Tony Lama was my crack-dealer until I found out they're now a Berkshire
Hathaway company. No kidding. Buffet bought a family boot company.

<http://www.tonylama.com/en/guys_boots.html>

------
hugh3
Weird graphic design point: the way each blue paragraph is separated by a
strip of white makes each paragraph look like an entirely separate point, and
destroys the flow of the writing. Usually Matt Ridley is one of my favourite
writers, but this was painful to read.

------
zeteo
"It was only reinforced when the invention of the placenta and the mammary
gland gave male mammals a gigantic prize to compete for: nine months and
several years of somebody else's bodily efforts."

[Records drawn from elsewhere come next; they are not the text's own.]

//! KDL configuration parsing for Conveyor.
//!
//! This crate handles parsing of:
//! - Pipeline definitions (conveyor.kdl)
//! - Variable interpolation for step commands and environment

pub mod error;
pub mod pipeline;
pub mod variables;

pub use error::{ConfigError, ConfigResult};
pub use pipeline::parse_pipeline;
pub use variables::{GitContext, JobContext, StepContext, VariableContext, VariableContextBuilder};
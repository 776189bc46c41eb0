//! Local pipeline execution command.

use anyhow::{Context, Result};
use conveyor_config::parse_pipeline;
use conveyor_core::job::{PipelineJob, RunStatus};
use conveyor_core::log::LogKind;
use conveyor_executor::LocalProcessExecutor;
use conveyor_scheduler::{PipelineService, ServiceConfig};
use conveyor_store::{JobStore, MemoryStore};
use futures::StreamExt;
use std::sync::Arc;
use std::time::Duration;

/// Run a pipeline locally with the process executor and an in-memory
/// store, tailing logs until the job reaches a terminal status.
pub async fn run_local(config_path: &str, workers: usize, env: Vec<String>) -> Result<()> {
    let content = std::fs::read_to_string(config_path)
        .with_context(|| format!("Failed to read config file: {}", config_path))?;

    let mut request = parse_pipeline(&content)
        .with_context(|| format!("Failed to parse pipeline config: {}", config_path))?;

    request.env.insert("CI".to_string(), "true".to_string());
    request
        .env
        .insert("CONVEYOR".to_string(), "true".to_string());
    for pair in env {
        let (key, value) = pair
            .split_once('=')
            .with_context(|| format!("Invalid --env value (expected KEY=VALUE): {}", pair))?;
        request.env.insert(key.to_string(), value.to_string());
    }

    println!("Running pipeline: {}", request.name);
    println!("Steps: {}", request.steps.len());

    let store = Arc::new(MemoryStore::new());
    let executor = Arc::new(LocalProcessExecutor::new());
    let config = ServiceConfig {
        worker_count: workers.max(1),
        // Short TTL so the status poll below never sits on a stale
        // cached status for long.
        cache_ttl: Duration::from_secs(1),
        ..ServiceConfig::default()
    };
    let service = PipelineService::new(config, store.clone(), executor);

    service.start()?;
    let job_id = service.enqueue(request).await?;

    println!("\n--- Starting pipeline execution ---\n");

    // Tail logs until the job settles; status is read before each drain
    // so the final drain picks up everything written before the job
    // turned terminal.
    let job = store.load_job(job_id).await?;
    let mut offsets = vec![0u64; job.steps.len()];
    let final_status = loop {
        let status = service.get_job_status(job_id).await?;
        drain_logs(&service, &job, &mut offsets).await?;
        if status.is_terminal() {
            break status;
        }
        tokio::time::sleep(Duration::from_millis(200)).await;
    };

    print_summary(&store.load_job(job_id).await?);

    if service.dropped_log_writes() > 0 {
        println!(
            "(warning: {} log entries were lost to store failures)",
            service.dropped_log_writes()
        );
    }

    service.shutdown().await?;

    if final_status == RunStatus::Succeeded {
        println!("\n✓ Pipeline succeeded!");
        Ok(())
    } else {
        anyhow::bail!("Pipeline {}", final_status)
    }
}

async fn drain_logs(
    service: &PipelineService,
    job: &PipelineJob,
    offsets: &mut [u64],
) -> Result<()> {
    for (i, step) in job.steps.iter().enumerate() {
        let mut stream = service.stream_logs(step.id, offsets[i]);
        while let Some(entry) = stream.next().await {
            let entry = entry?;
            offsets[i] += 1;
            let marker = match entry.kind {
                LogKind::Stdout => ' ',
                LogKind::Stderr => '!',
                LogKind::ExitCode | LogKind::Metadata | LogKind::Progress => '*',
            };
            println!("  [{}]{} {}", step.name, marker, entry.payload_str());
        }
    }
    Ok(())
}

fn print_summary(job: &PipelineJob) {
    println!("\n--- Step Summary ---");
    for step in &job.steps {
        let status = match step.status {
            RunStatus::Succeeded => "✓ succeeded".to_string(),
            RunStatus::Failed => match step.exit_code {
                Some(code) => format!("✗ failed (exit {})", code),
                None => "✗ failed".to_string(),
            },
            RunStatus::Cancelled => "⊘ cancelled".to_string(),
            RunStatus::Queued => "○ not started".to_string(),
            RunStatus::Running => "▶ running".to_string(),
        };
        println!("  {} - {}", step.name, status);
    }
}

There are plenty of species, humans included, where male parental investment,
over the life of the child, is comparable with that of the female. The average
human child receives significant investments of time and effort from his or
her father, not only in the form of playing catch and going on trips, but also
because that father will spend a good portion of his working week earning
resources to be used for the child's benefit. And weigh that with the fact
that, until recently, it was even impossible for the man to know for sure that
the child was his.

------
tokenadult
The Facebook friend who told me about this link is a tall woman. She says that
when a woman is shopping for size 11 shoes, it's more of a hunt than a gather.

------
kasharoo
How about the toilet seat up/down difference?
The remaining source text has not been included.